Is it possible to have too much of a good thing?

I’m not sure, but perhaps the answer is “Yes” when we’re talking about DonorsChoose.org web traffic and The Colbert Report!

We worked hard to prepare our site infrastructure to handle the increased attention of the Blogger Challenge that started on October 1. The Blogger Challenge got off to a roaring start and we’ve been amazed and humbled throughout by the incredible support of the blogosphere, which has come together to provide so many students with access to the classroom resources they need to learn.

For the first 2.5 weeks of October, we were gracefully handling many new site visitors, lots of donations, and tons of views of our challenge thermometer “widgets” (which are being featured on some of the web’s highest-trafficked blogs).

But our site was flat-out overwhelmed by the massive traffic that resulted from Stephen Colbert and Craig Newmark’s announcement around midnight on Thursday, October 18.

As we scrambled to increase capacity, we continued to receive big spikes in web traffic from the re-airings of that Colbert show on Friday, October 19 in the morning, afternoon, and early evening, and across US time zones.

Since no new Colbert episodes were airing last week (October 22-26), Comedy Central re-ran the previous week’s episodes! These additional re-airings generated many more big spikes in web traffic, mostly in the 24 hours starting on last Wednesday at midnight: between daily re-airings and the staggered showings across time zones, we think the Colbert show that introduced DonorsChoose.org may have aired between 3 - 9 times during that 24 hour period. Amazing.

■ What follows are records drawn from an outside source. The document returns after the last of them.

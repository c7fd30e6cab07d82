//! Mistral chat completions backend.

use async_trait::async_trait;
use serde_json::json;
use tracing::debug;

use super::{
    build_http_client, classify_response, error_message, ChatResponse, ModelClient, ProviderError,
};
use crate::prompts::SYSTEM_PROMPT;
use crate::schema::mistral_response_format;

const API_URL: &str = "https://api.mistral.ai/v1/chat/completions";

pub struct MistralClient {
    client: reqwest::Client,
    api_key: String,
}

impl MistralClient {
    pub fn new(api_key: String) -> Self {
        Self {
            client: build_http_client(),
            api_key,
        }
    }
}

fn request_body(model: &str, prompt: &str) -> serde_json::Value {
    // No separate system field in this request shape; prepend instead.
    json!({
        "model": model,
        "temperature": 0.0,
        "response_format": mistral_response_format(),
        "messages": [
            {"role": "user", "content": format!("{SYSTEM_PROMPT}\n\n{prompt}")}
        ],
    })
}

#[async_trait]
impl ModelClient for MistralClient {
    async fn submit(&self, model: &str, prompt: &str) -> Result<String, ProviderError> {
        let response = self
            .client
            .post(API_URL)
            .header("Authorization", format!("Bearer {}", self.api_key))
            .json(&request_body(model, prompt))
            .send()
            .await?;

        let status = response.status();
        if !status.is_success() {
            let body = response.text().await.unwrap_or_default();
            return Err(classify_response(status.as_u16(), error_message(body), 0));
        }

        let parsed: ChatResponse = response.json().await?;
        debug!(model, "mistral call succeeded");
        parsed.text().ok_or(ProviderError::EmptyContent)
    }
}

This was GREAT news for the teachers who use DonorsChoose.org to get much-needed resources for their classrooms. But not so great for our web servers.

The DonorsChoose.org tech team has been working like crazy to handle this huge increase in web traffic. For example, if our servers are temporarily overwhelmed, the site will now remain available but show a “Sorry!” message if users try to make donations or post new projects. We are also caching the site much more aggressively.

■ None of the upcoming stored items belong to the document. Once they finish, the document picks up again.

use std::sync::OnceLock;

use chrono::NaiveDate;
use regex::Regex;
use serde::{Deserialize, Serialize};
use uuid::Uuid;

pub const ISO_DATE_FORMAT: &str = "%Y-%m-%d";

#[derive(Debug, Clone, PartialEq, Eq, Serialize, Deserialize)]
pub struct Event {
    pub id: String,
    pub date: String,
    pub title: String,
}

impl Event {
    /// Builds a new event with a freshly generated id. The title is stored trimmed.
    pub fn new(date: NaiveDate, title: &str) -> Self {
        Self {
            id: fresh_id(),
            date: to_iso_date(date),
            title: title.trim().to_string(),
        }
    }

    pub fn trimmed_title(&self) -> &str {
        self.title.trim()
    }

    pub fn is_on(&self, date: NaiveDate) -> bool {
        self.date == to_iso_date(date)
    }

    pub fn naive_date(&self) -> Option<NaiveDate> {
        parse_iso_date(&self.date)
    }

    /// True when the record can be written back without breaking store invariants.
    pub fn is_well_formed(&self) -> bool {
        !self.id.is_empty() && !self.trimmed_title().is_empty() && self.naive_date().is_some()
    }
}

pub fn fresh_id() -> String {
    Uuid::new_v4().simple().to_string()
}

pub fn to_iso_date(date: NaiveDate) -> String {
    date.format(ISO_DATE_FORMAT).to_string()
}

/// Parses a strict, zero-padded `YYYY-MM-DD` string.
pub fn parse_iso_date(value: &str) -> Option<NaiveDate> {
    static ISO_DATE_RE: OnceLock<Regex> = OnceLock::new();
    let pattern = ISO_DATE_RE.get_or_init(|| {
        Regex::new(r"^\d{4}-\d{2}-\d{2}$").expect("invalid iso date regex")
    });

    if !pattern.is_match(value) {
        return None;
    }
    NaiveDate::parse_from_str(value, ISO_DATE_FORMAT).ok()
}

However, yesterday one of our changes to increase server capacity didn’t sit well. The result was the inconsistent availability of DonorsChoose.org from 8:45pm ET yesterday evening - 9:30am ET this morning. (We thought we had the problem licked at around 1am ET and called it a night, only to find out that our fix didn’t stick.)

We have since stabilized the site, are monitoring it carefully, and quickly making improvements behind the scenes.

All of us at DonorsChoose.org are deeply appreciative of your patience while we beef-up our site to smoothly handle all this great attention!